The shadow foreign secretary acknowledged that Johnson connected with some voters through his optimism and said it was important that Labour showed ambition for the country.

“One of the problems that we’ve had in the party is that, while often we sound like the pessimists, Boris Johnson in particular sounds like the optimist . . . our job is to show that we can match the ambition of the people of this country,” she added.

Nandy, who ran unsuccessfully for the Labour leadership against Starmer, is neither from the “Corbynista” nor the more rightwing “Blairite” side of the party.

Born in Manchester, the 42-year-old worked for charities including Centrepoint before entering parliament in 2010. “I came into politics as much to fight racism as I did to fight poverty,” said Nandy, whose father is a Marxist academic.
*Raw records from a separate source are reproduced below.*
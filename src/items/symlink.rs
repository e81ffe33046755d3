// src/items/symlink.rs

//! Create a symlink inside the image

use crate::error::{Error, Result};
use crate::subvol::{BuildAppliance, Subvolume};
use serde::{Deserialize, Serialize};
use std::path::{Path, PathBuf};

#[derive(Debug, Clone, PartialEq, Eq, Serialize, Deserialize)]
pub struct SymlinkItem {
    pub from_target: String,
    /// Image path the link points at; must exist
    pub source: PathBuf,
    /// Image path of the link itself; must not exist
    pub dest: PathBuf,
}

impl SymlinkItem {
    pub fn new(from_target: impl Into<String>, source: impl Into<PathBuf>, dest: impl Into<PathBuf>) -> Self {
        Self {
            from_target: from_target.into(),
            source: source.into(),
            dest: dest.into(),
        }
    }

    /// The link text is the absolute image path of `source`, so it
    /// resolves correctly once the image is mounted as `/`.
    pub fn build(&self, subvol: &Subvolume, appliance: Option<&BuildAppliance<'_>>) -> Result<()> {
        let source_host = subvol.path(&self.source)?;
        let link_text = Path::new("/").join(subvol.relative(&source_host)?);
        if !subvol.exists(&self.source)? {
            return Err(Error::InvalidItem(format!(
                "symlink source {} does not exist in the image",
                link_text.display()
            )));
        }
        let dest = subvol.path(&self.dest)?;
        if subvol.exists(&self.dest)? {
            return Err(Error::InvalidItem(format!(
                "symlink destination {} already exists",
                self.dest.display()
            )));
        }

        subvol.run_as_root(
            [
                "ln".to_string(),
                "--symbolic".into(),
                "--no-target-directory".into(),
                link_text.to_string_lossy().into_owned(),
                dest.to_string_lossy().into_owned(),
            ],
            &[],
        )?;

        // Links have no meaningful mode, only an owner
        let chown = |target: String| {
            vec![
                "chown".to_string(),
                "--no-dereference".into(),
                "root:root".into(),
                target,
            ]
        };
        match appliance {
            Some(ba) => ba.run(chown(ba.path(&self.dest)?.to_string_lossy().into_owned()), &[])?,
            None => subvol.run_as_root(chown(dest.to_string_lossy().into_owned()), &[])?,
        };
        Ok(())
    }
}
Despite supporting Remain in 2016, she was one of a handful of Labour MPs who fought against the party’s backing for what she once called an “absurd” second referendum on UK membership of the EU.

Many voters had felt that Labour was not listening to them when they explained why they wanted Britain to leave the EU, said Nandy.

“There was something quite powerful, difficult and important for Labour about that,” she added. “It said to people that we didn’t respect them, it told them that we weren’t on their side, that we thought we knew better than them about what was in their interests.”

Nandy predicted Johnson would “try to keep the Brexit row going” at the next election. The prime minister consistently portrays Starmer as someone who would have signed up to the initially sluggish EU vaccination programme.


Percentage who think Keir Starmer is performing ‘badly’ in recent poll

But Nandy said she believed most people in the country had now moved on from the Brexit argument.

She insisted the public was warming to Starmer, who had been on a tour of the country during the summer, talking to voters. “They are quite warm about him . . . warmer about him than I’ve seen for a leader since I’ve been in parliament in 2010,” she added.

The latest YouGov poll tells a less flattering story, with 20 per cent of those surveyed thinking Starmer was performing “well” and 59 per cent “badly”.

But Nandy said there was now a public “hunger” to learn more about Labour’s positive agenda after months of the leadership focusing on internal party issues.

During Jeremy Corbyn’s tenure as party leader ‘people felt anxious about whether they could trust Labour with their money’, Lisa Nandy said © Toby Melville/Reuters

Having turned the page on the hard-left Corbyn era, Labour was now going to “turn back outwards” to the country, she added.

Since the start of the pandemic, the Johnson government has spent hundreds of billions of pounds propping up the economy through schemes such as the furlough programme. In doing so it has seemed as interventionist — or even more so — than Labour.

Nandy said this should be a cause for optimism for her party. “If the Tories are fighting on our territory, let them come,” she added. “The challenge is to . . . reclaim the territory and show that we can deliver.”

She admitted that on Brexit Labour had consistently looked like it was “fighting the last battle” and that the UK’s departure from the EU was now settled.

But she said a Labour government would start to rebuild ties with the EU. The Brexit deal signed by Johnson and backed by Labour was “a floor not a ceiling” and that Labour would negotiate with Brussels to set up a “formal mechanism” for UK-EU co-operation in key areas, she added.

Nandy said Labour wanted closer working relations with the EU on foreign policy, security, defence and climate change. “Strengthening and deepening that co-operation is really important,” she added.

Meanwhile, she said Labour would take a more sceptical view towards Chinese investment in Britain than the Johnson government, which she claimed had shown a “lax approach” towards screening in areas such as telecoms and nuclear power.